- Opening Delimiter -
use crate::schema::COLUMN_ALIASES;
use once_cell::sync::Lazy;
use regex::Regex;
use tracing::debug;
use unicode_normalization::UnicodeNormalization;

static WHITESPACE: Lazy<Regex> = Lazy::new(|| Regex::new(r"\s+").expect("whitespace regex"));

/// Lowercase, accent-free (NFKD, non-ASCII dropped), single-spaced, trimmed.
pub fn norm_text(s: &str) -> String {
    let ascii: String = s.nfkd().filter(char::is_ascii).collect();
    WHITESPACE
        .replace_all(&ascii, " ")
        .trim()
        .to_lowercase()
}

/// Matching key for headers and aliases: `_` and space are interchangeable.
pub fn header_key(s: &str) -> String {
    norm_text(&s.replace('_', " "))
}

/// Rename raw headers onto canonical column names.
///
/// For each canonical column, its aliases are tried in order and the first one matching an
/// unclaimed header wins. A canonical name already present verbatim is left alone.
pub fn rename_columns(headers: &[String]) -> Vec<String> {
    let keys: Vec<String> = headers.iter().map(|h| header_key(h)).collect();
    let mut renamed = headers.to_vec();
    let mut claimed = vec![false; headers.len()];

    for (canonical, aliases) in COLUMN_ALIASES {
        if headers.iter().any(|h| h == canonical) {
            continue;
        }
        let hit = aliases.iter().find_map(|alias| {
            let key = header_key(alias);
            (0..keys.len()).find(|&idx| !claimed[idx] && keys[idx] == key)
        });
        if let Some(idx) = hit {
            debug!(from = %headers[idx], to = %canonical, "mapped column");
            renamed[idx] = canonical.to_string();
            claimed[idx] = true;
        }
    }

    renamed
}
- Closing Delimiter -
- Opening Delimiter -
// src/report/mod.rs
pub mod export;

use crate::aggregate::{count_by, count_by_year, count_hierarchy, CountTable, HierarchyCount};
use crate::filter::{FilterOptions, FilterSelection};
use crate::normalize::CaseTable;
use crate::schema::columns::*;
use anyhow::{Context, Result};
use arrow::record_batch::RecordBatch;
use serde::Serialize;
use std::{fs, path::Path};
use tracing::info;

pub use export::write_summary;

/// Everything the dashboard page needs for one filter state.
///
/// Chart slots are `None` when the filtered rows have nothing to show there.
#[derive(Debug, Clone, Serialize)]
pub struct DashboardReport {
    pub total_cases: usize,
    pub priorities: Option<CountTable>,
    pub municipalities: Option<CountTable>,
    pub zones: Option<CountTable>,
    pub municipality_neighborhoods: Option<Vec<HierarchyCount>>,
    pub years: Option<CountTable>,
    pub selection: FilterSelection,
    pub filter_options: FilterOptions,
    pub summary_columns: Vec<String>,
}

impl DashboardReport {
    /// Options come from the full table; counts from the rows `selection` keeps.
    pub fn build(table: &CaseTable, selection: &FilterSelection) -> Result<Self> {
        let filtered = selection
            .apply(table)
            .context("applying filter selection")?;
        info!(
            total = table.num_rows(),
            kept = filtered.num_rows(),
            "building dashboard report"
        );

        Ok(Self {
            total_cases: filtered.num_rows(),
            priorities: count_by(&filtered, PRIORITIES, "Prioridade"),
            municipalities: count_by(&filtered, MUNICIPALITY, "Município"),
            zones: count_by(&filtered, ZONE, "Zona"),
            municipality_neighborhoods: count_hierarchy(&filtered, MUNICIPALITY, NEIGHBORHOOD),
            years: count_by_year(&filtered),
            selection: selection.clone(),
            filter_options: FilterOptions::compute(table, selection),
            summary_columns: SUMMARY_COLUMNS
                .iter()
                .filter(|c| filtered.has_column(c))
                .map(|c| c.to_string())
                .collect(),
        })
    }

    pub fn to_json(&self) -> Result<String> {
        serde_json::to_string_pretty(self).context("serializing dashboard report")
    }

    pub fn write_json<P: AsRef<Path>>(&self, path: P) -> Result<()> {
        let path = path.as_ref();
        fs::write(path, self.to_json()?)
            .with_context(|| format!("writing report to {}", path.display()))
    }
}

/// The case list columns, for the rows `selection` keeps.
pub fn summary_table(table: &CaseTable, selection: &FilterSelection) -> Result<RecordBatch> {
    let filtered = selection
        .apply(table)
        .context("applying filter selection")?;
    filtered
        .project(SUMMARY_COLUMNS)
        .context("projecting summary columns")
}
- Closing Delimiter -
Exercise prompt = Take the lines above from the one containing "use crate::schema::COLUMN_ALIASES;" down to the one containing "static WHITESPACE: Lazy<Regex>", and transcribe them exactly, both ends included.

Exercise response =
use crate::schema::COLUMN_ALIASES;
use once_cell::sync::Lazy;
use regex::Regex;
use tracing::debug;
use unicode_normalization::UnicodeNormalization;

static WHITESPACE: Lazy<Regex> = Lazy::new(|| Regex::new(r"\s+").expect("whitespace regex"));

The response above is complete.